Skip to main content

An extension of PyTorch IterableDataset, this package introduces functionalities for shuffling, limiting, and offsetting data.

Project description

Extended Iterable Dataset for PyTorch

An extension of PyTorch IterableDataset, this package introduces functionalities for shuffling, limiting, and offsetting data.

Installation

Directly from PyPI:

pip install torch-exid

Or using Poetry:

poetry add torch-exid

Usage

Begin by subclassing ExtendedIterableDataset and implement the generator method to yield items.
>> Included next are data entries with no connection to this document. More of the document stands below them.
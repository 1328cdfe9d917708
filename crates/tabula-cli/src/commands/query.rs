//! Query command - filter, sort and page a dataset.

use crate::app::App;
use crate::render::{format_table, rows_to_json};
use crate::{OutputFormat, TableArgs};
use std::time::Instant;
use tabula_core::Config;

/// Run the query command.
pub fn run(
    config: Config,
    args: &TableArgs,
    search: Option<String>,
    reset: bool,
    page: usize,
    output: OutputFormat,
) -> anyhow::Result<()> {
    let app = App::new(config)?;
    let (mut table, _source) = app.open_table(args)?;

    let start = Instant::now();
    if reset {
        table.update_filter(true)?;
    } else if let Some(search) = search {
        table.set_search(search)?;
    }
    let rows = table.page(page.saturating_sub(1));
    let elapsed = start.elapsed();

    match output {
        OutputFormat::Text => {
            print!("{}", format_table(table.table_columns(), &rows));

            eprintln!();
            if !table.search().is_empty() {
                eprintln!("Search: {}", table.search());
            }
            eprintln!(
                "Page {} of {} ({} of {} rows match) in {:.3}ms",
                page.max(1),
                table.page_count().max(1),
                table.row_count(),
                table.data().len(),
                elapsed.as_secs_f64() * 1000.0
            );
        }
        OutputFormat::Json => {
            let json = rows_to_json(table.table_columns(), &rows)?;
            println!("{}", serde_json::to_string_pretty(&json)?);
        }
    }

    Ok(())
}
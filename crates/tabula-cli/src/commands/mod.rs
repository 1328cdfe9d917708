//! Subcommand implementations.

pub mod clear;
pub mod columns;
pub mod limit;
pub mod query;
pub mod sort;
pub mod status;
Here's a simple example using an IntegersDataset:

from torch_exid import ExtendedIterableDataset

class IntegersDataset(ExtendedIterableDataset):
    def generator(self) -> Iterator[int]:
        n = 0
        while True:
            yield n
            n += 1

# Will print out integers 0, 1, ..., 9:
for n in IntegersDataset(limit=10):
    print(n)

Constructor Parameters

ExtendedIterableDataset introduces several parameters to provide additional control:

limit: int

Sets the maximum number of data points to return. If negative, all data points are returned. Default is -1 (return all data).

# Will print out "0, 1, 2"
for n in IntegersDataset(limit=3)
    print(n)

offset: int

Determines the number of initial data points to skip. Default is 0.
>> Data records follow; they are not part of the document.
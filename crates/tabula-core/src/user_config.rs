//! Per-table user configuration.
//!
//! A [`UserConfig`] captures everything a user changes about a table's
//! presentation: sort definition, column visibility, search text and page
//! limit. The [`ConfigStore`] persists it under the table identifier after
//! every change and restores it when the table initializes.
//!
//! ## Snapshot Format
//!
//! ```json
//! {
//!   "sorts": [{ "prop": "a", "dir": "asc" }],
//!   "columns": [{ "prop": "a", "isHidden": false }],
//!   "search": "",
//!   "limit": 10
//! }
//! ```

use crate::error::{Result, TabulaError};
use crate::sort::SortDefinition;
use crate::storage::ConfigStorage;
use serde::{Deserialize, Serialize};
use std::sync::Arc;
use tracing::{debug, warn};

/// Visibility state of one column
#[derive(Debug, Clone, PartialEq, Eq, Serialize, Deserialize)]
#[serde(rename_all = "camelCase")]
pub struct ColumnState {
    pub prop: String,
    pub is_hidden: bool,
}

/// The persisted display configuration of a table.
#[derive(Debug, Clone, PartialEq, Eq, Serialize, Deserialize)]
pub struct UserConfig {
    /// Active sort definition
    pub sorts: SortDefinition,

    /// Visibility per declared column, in declaration order
    pub columns: Vec<ColumnState>,

    /// Current search text
    pub search: String,

    /// Page size, always at least 1
    pub limit: usize,
}

/// A stored snapshot, every field optional so it can be merged over defaults.
#[derive(Debug, Default, Deserialize)]
struct StoredUserConfig {
    sorts: Option<SortDefinition>,
    columns: Option<Vec<ColumnState>>,
    search: Option<String>,
    limit: Option<usize>,
}

impl UserConfig {
    /// Serialize to the snapshot format
    pub fn to_json(&self) -> Result<String> {
        Ok(serde_json::to_string(self)?)
    }

    /// Deserialize a complete snapshot
    pub fn from_json(json: &str) -> Result<Self> {
        Ok(serde_json::from_str(json)?)
    }

    /// Overlay the fields present in a stored snapshot onto `self`.
    ///
    /// Column states are matched by prop; props unknown to `self` are ignored.
    fn merge(&mut self, stored: StoredUserConfig) {
        if let Some(sorts) = stored.sorts {
            self.sorts = sorts;
        }
        if let Some(columns) = stored.columns {
            for state in &mut self.columns {
                if let Some(saved) = columns.iter().find(|c| c.prop == state.prop) {
                    state.is_hidden = saved.is_hidden;
                }
            }
        }
        if let Some(search) = stored.search {
            self.search = search;
        }
        if let Some(limit) = stored.limit {
            self.limit = limit.max(1);
        }
    }

    /// Whether the column with `prop` is hidden
    pub fn is_hidden(&self, prop: &str) -> bool {
        self.columns
            .iter()
            .any(|c| c.prop == prop && c.is_hidden)
    }
}

/// Persists one table's [`UserConfig`] in a shared [`ConfigStorage`].
#[derive(Clone)]
pub struct ConfigStore {
    storage: Arc<dyn ConfigStorage>,
    key: String,
}

impl std::fmt::Debug for ConfigStore {
    fn fmt(&self, f: &mut std::fmt::Formatter<'_>) -> std::fmt::Result {
        f.debug_struct("ConfigStore").field("key", &self.key).finish()
    }
}

impl ConfigStore {
    /// Create a store for the table identified by `key`
    pub fn new(storage: Arc<dyn ConfigStorage>, key: impl Into<String>) -> Self {
        ConfigStore {
            storage,
            key: key.into(),
        }
    }

    /// The storage key (table identifier)
    pub fn key(&self) -> &str {
        &self.key
    }

    /// Read the raw stored snapshot, if any
    pub fn snapshot(&self) -> Result<Option<String>> {
        self.storage.get(&self.key)
    }

    /// Load the stored snapshot merged over `defaults`.
    ///
    /// Returns `Ok(None)` when nothing is stored and an error when the
    /// stored snapshot cannot be decoded.
    pub fn load(&self, defaults: &UserConfig) -> Result<Option<UserConfig>> {
        let Some(json) = self.storage.get(&self.key)? else {
            return Ok(None);
        };

        let stored: StoredUserConfig =
            serde_json::from_str(&json).map_err(|e| TabulaError::SnapshotCorrupted {
                key: self.key.clone(),
                reason: e.to_string(),
            })?;

        let mut config = defaults.clone();
        config.merge(stored);
        Ok(Some(config))
    }

    /// Restore the configuration, falling back to `defaults`.
    ///
    /// When nothing usable is stored, the defaults are persisted immediately.
    pub fn restore(&self, defaults: UserConfig) -> Result<UserConfig> {
        match self.load(&defaults) {
            Ok(Some(config)) => {
                debug!(table = %self.key, "Restored user configuration");
                Ok(config)
            }
            Ok(None) => {
                debug!(table = %self.key, "No stored user configuration, using defaults");
                self.persist(&defaults)?;
                Ok(defaults)
            }
            Err(e) if !e.is_recoverable() => {
                warn!(table = %self.key, error = %e, "Discarding stored user configuration");
                self.persist(&defaults)?;
                Ok(defaults)
            }
            Err(e) => Err(e),
        }
    }

    /// Write the configuration under the table key
    pub fn persist(&self, config: &UserConfig) -> Result<()> {
        self.storage.set(&self.key, &config.to_json()?)
    }

    /// Forget the stored configuration
    pub fn remove(&self) -> Result<()> {
        self.storage.remove(&self.key)
    }
}

#[cfg(test)]
mod tests {
    use super::*;
    use crate::sort::create_sorting_definition;
    use crate::storage::MemoryStorage;

    fn defaults() -> UserConfig {
        UserConfig {
            sorts: create_sorting_definition("a"),
            columns: vec![
                ColumnState {
                    prop: "a".to_string(),
                    is_hidden: false,
                },
                ColumnState {
                    prop: "b".to_string(),
                    is_hidden: false,
                },
            ],
            search: String::new(),
            limit: 10,
        }
    }

    #[test]
    fn test_json_round_trip() {
        let mut config = defaults();
        config.search = "index:5".to_string();
        config.columns[1].is_hidden = true;

        let json = config.to_json().unwrap();
        assert_eq!(UserConfig::from_json(&json).unwrap(), config);
        assert!(json.contains(r#""isHidden":true"#));
    }

    #[test]
    fn test_restore_persists_defaults() {
        let storage = Arc::new(MemoryStorage::new());
        let store = ConfigStore::new(storage.clone(), "a");

        let config = store.restore(defaults()).unwrap();
        assert_eq!(config, defaults());
        assert_eq!(
            storage.get("a").unwrap(),
            Some(defaults().to_json().unwrap())
        );
    }

    #[test]
    fn test_restore_merges_partial_snapshot() {
        let storage = Arc::new(MemoryStorage::new());
        storage
            .set(
                "a",
                r#"{"limit":25,"columns":[{"prop":"b","isHidden":true},{"prop":"zz","isHidden":true}]}"#,
            )
            .unwrap();
        let store = ConfigStore::new(storage, "a");

        let config = store.restore(defaults()).unwrap();
        assert_eq!(config.limit, 25);
        assert_eq!(config.sorts, create_sorting_definition("a"));
        assert!(config.is_hidden("b"));
        assert!(!config.is_hidden("a"));
        assert_eq!(config.columns.len(), 2);
    }

    #[test]
    fn test_restore_clamps_stored_limit() {
        let storage = Arc::new(MemoryStorage::new());
        storage.set("a", r#"{"limit":0}"#).unwrap();
        let store = ConfigStore::new(storage, "a");

        assert_eq!(store.restore(defaults()).unwrap().limit, 1);
    }

    #[test]
    fn test_corrupted_snapshot_replaced_by_defaults() {
        let storage = Arc::new(MemoryStorage::new());
        storage.set("a", "{broken").unwrap();
        let store = ConfigStore::new(storage.clone(), "a");

        assert!(matches!(
            store.load(&defaults()),
            Err(TabulaError::SnapshotCorrupted { .. })
        ));
        assert_eq!(store.restore(defaults()).unwrap(), defaults());
        assert_eq!(
            storage.get("a").unwrap(),
            Some(defaults().to_json().unwrap())
        );
    }

    #[test]
    fn test_keys_are_case_sensitive() {
        let storage = Arc::new(MemoryStorage::new());
        let lower = ConfigStore::new(storage.clone(), "hosts");
        let upper = ConfigStore::new(storage, "Hosts");

        let mut config = defaults();
        config.limit = 3;
        lower.persist(&config).unwrap();

        assert!(upper.snapshot().unwrap().is_none());
        lower.remove().unwrap();
        assert!(lower.snapshot().unwrap().is_none());
    }
}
# Will print out "2, 3, 4"
for n in IntegersDataset(limit=3, offset=2)
    print(n)

shuffle_buffer: int

This specifies the buffer size for shuffling. If greater than 1, data is buffered and shuffled prior to being returned. If set to 1 (default), no shuffling occurs.
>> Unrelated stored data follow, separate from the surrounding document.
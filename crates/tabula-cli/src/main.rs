//! # Tabula CLI
//!
//! Command-line interface for browsing JSON datasets as tables.
//!
//! ## Commands
//!
//! - `tabula query <dataset> [search]` - Filter, sort and page a dataset
//! - `tabula columns <dataset>` - Show or hide columns
//! - `tabula limit <dataset> <n>` - Set the page size
//! - `tabula sort <dataset> <prop[:desc]>...` - Set the sort order
//! - `tabula interactive <dataset>` - Start interactive TUI mode
//! - `tabula status` - Show stored table configurations
//! - `tabula clear` - Remove stored table configurations
//!
//! ## Example Usage
//!
//! ```bash
//! # Rows whose "Host name" column contains "web" and any column contains 8080
//! tabula query hosts.json "name:web 8080"
//!
//! # Quoted column names may contain spaces
//! tabula query hosts.json "'Last seen':2024"
//!
//! # Hide a column, sort descending by uptime
//! tabula columns hosts.json --hide owner
//! tabula sort hosts.json uptime:desc
//! ```

mod app;
mod commands;
mod render;
mod tui;

use clap::{Args, Parser, Subcommand};
use std::path::PathBuf;
use tracing_subscriber::{fmt, prelude::*, EnvFilter};

/// Tabula - Filter, sort and page tabular data
#[derive(Parser)]
#[command(name = "tabula")]
#[command(author, version, about, long_about = None)]
pub struct Cli {
    /// Path to configuration file
    #[arg(short, long, global = true)]
    config: Option<PathBuf>,

    /// Verbosity level (-v, -vv, -vvv)
    #[arg(short, long, action = clap::ArgAction::Count, global = true)]
    verbose: u8,

    /// Suppress all output except errors
    #[arg(short, long, global = true)]
    quiet: bool,

    #[command(subcommand)]
    command: Commands,
}

/// The dataset a command works on
#[derive(Args, Clone, Debug)]
pub struct TableArgs {
    /// JSON dataset: an array of rows or {identifier, columns, rows}
    pub dataset: PathBuf,

    /// Name the stored configuration is kept under (defaults to the identifier)
    #[arg(short, long)]
    pub table: Option<String>,

    /// Row identifier column
    #[arg(long)]
    pub identifier: Option<String>,
}

#[derive(Subcommand)]
enum Commands {
    /// Filter, sort and page a dataset
    Query {
        #[command(flatten)]
        table: TableArgs,

        /// Search text; the stored search is used when omitted
        #[arg(allow_hyphen_values = true)]
        search: Option<String>,

        /// Drop the stored search and show every row
        #[arg(long, conflicts_with = "search")]
        reset: bool,

        /// Page to show (1-based)
        #[arg(short, long, default_value = "1")]
        page: usize,

        /// Output format (text, json)
        #[arg(short, long, default_value = "text")]
        output: OutputFormat,
    },

    /// Show or hide columns
    Columns {
        #[command(flatten)]
        table: TableArgs,

        /// Columns to hide (by prop)
        #[arg(long)]
        hide: Vec<String>,

        /// Columns to show (by prop)
        #[arg(long)]
        show: Vec<String>,
    },

    /// Set the page size
    Limit {
        #[command(flatten)]
        table: TableArgs,

        /// Rows per page; values below 1 become 1
        #[arg(allow_hyphen_values = true)]
        value: String,
    },

    /// Set the sort order
    Sort {
        #[command(flatten)]
        table: TableArgs,

        /// Sort keys as `prop` or `prop:desc`; none restores the default
        keys: Vec<String>,
    },

    /// Start interactive TUI mode
    #[command(alias = "i")]
    Interactive {
        #[command(flatten)]
        table: TableArgs,
    },

    /// Show stored table configurations
    Status,

    /// Remove stored table configurations
    Clear {
        /// Only clear this table
        #[arg(short, long)]
        table: Option<String>,

        /// Skip confirmation prompt
        #[arg(short, long)]
        yes: bool,
    },
}

#[derive(Clone, Debug, Default)]
pub enum OutputFormat {
    #[default]
    Text,
    Json,
}

impl std::str::FromStr for OutputFormat {
    type Err = String;

    fn from_str(s: &str) -> Result<Self, Self::Err> {
        match s.to_lowercase().as_str() {
            "text" => Ok(OutputFormat::Text),
            "json" => Ok(OutputFormat::Json),
            _ => Err(format!("Unknown output format: {}", s)),
        }
    }
}

fn main() -> anyhow::Result<()> {
    let cli = Cli::parse();

    // Load configuration
    let config = match &cli.config {
        Some(path) => tabula_core::Config::load_from(path)?,
        None => tabula_core::Config::load()?,
    };

    // Setup logging
    let log_level = if cli.quiet {
        "error"
    } else {
        match cli.verbose {
            0 => config.general.log_level.as_str(),
            1 => "debug",
            _ => "trace",
        }
    };

    tracing_subscriber::registry()
        .with(fmt::layer().with_target(false).with_writer(std::io::stderr))
        .with(EnvFilter::try_from_default_env().unwrap_or_else(|_| EnvFilter::new(log_level)))
        .init();

    // Execute command
    match cli.command {
        Commands::Query {
            table,
            search,
            reset,
            page,
            output,
        } => commands::query::run(config, &table, search, reset, page, output),
        Commands::Columns { table, hide, show } => commands::columns::run(config, &table, hide, show),
        Commands::Limit { table, value } => commands::limit::run(config, &table, &value),
        Commands::Sort { table, keys } => commands::sort::run(config, &table, &keys),
        Commands::Interactive { table } => tui::run(config, &table),
        Commands::Status => commands::status::run(config),
        Commands::Clear { table, yes } => commands::clear::run(config, table, yes),
    }
}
# Will print out "0, 1, 3, 2" for the first time...
for n in IntegersDataset(limit=4, shuffle_buffer=2)
    print(n)

# ...and 1, 0, 2, 3 second time
for n in IntegersDataset(limit=4, shuffle_buffer=2)
    print(n)

shuffle_seed: int

Defines the seed for the random number generator used in shuffling. If not provided, a random seed is used:

# Will print out "1, 0, 3, 2" both times:
for n in IntegersDataset(limit=4, shuffle_buffer=2, shuffle_seed=42)
    print(n)

for n in IntegersDataset(limit=4, shuffle_buffer=2, shuffle_seed=42)
    print(n)

transforms: List[Callable[[Any], Any]]

A list of transformations to apply to the data. Default is an empty list.

ds = IntegersDataset(
    limit=3,
    transforms=[
        lambda n: n + 1,
        lambda n: n ** 2,
    ],
)

# Will print out "1, 4, 9"
for n in ds:
    print(n)

In addition to the above, any arguments or keyword arguments for the IterableDataset superclass can also be passed.

Contributing

Contributions are greatly appreciated! Improvement can be made by submitting issues, proposing new features, or submitting pull requests with bug fixes or new functionalities.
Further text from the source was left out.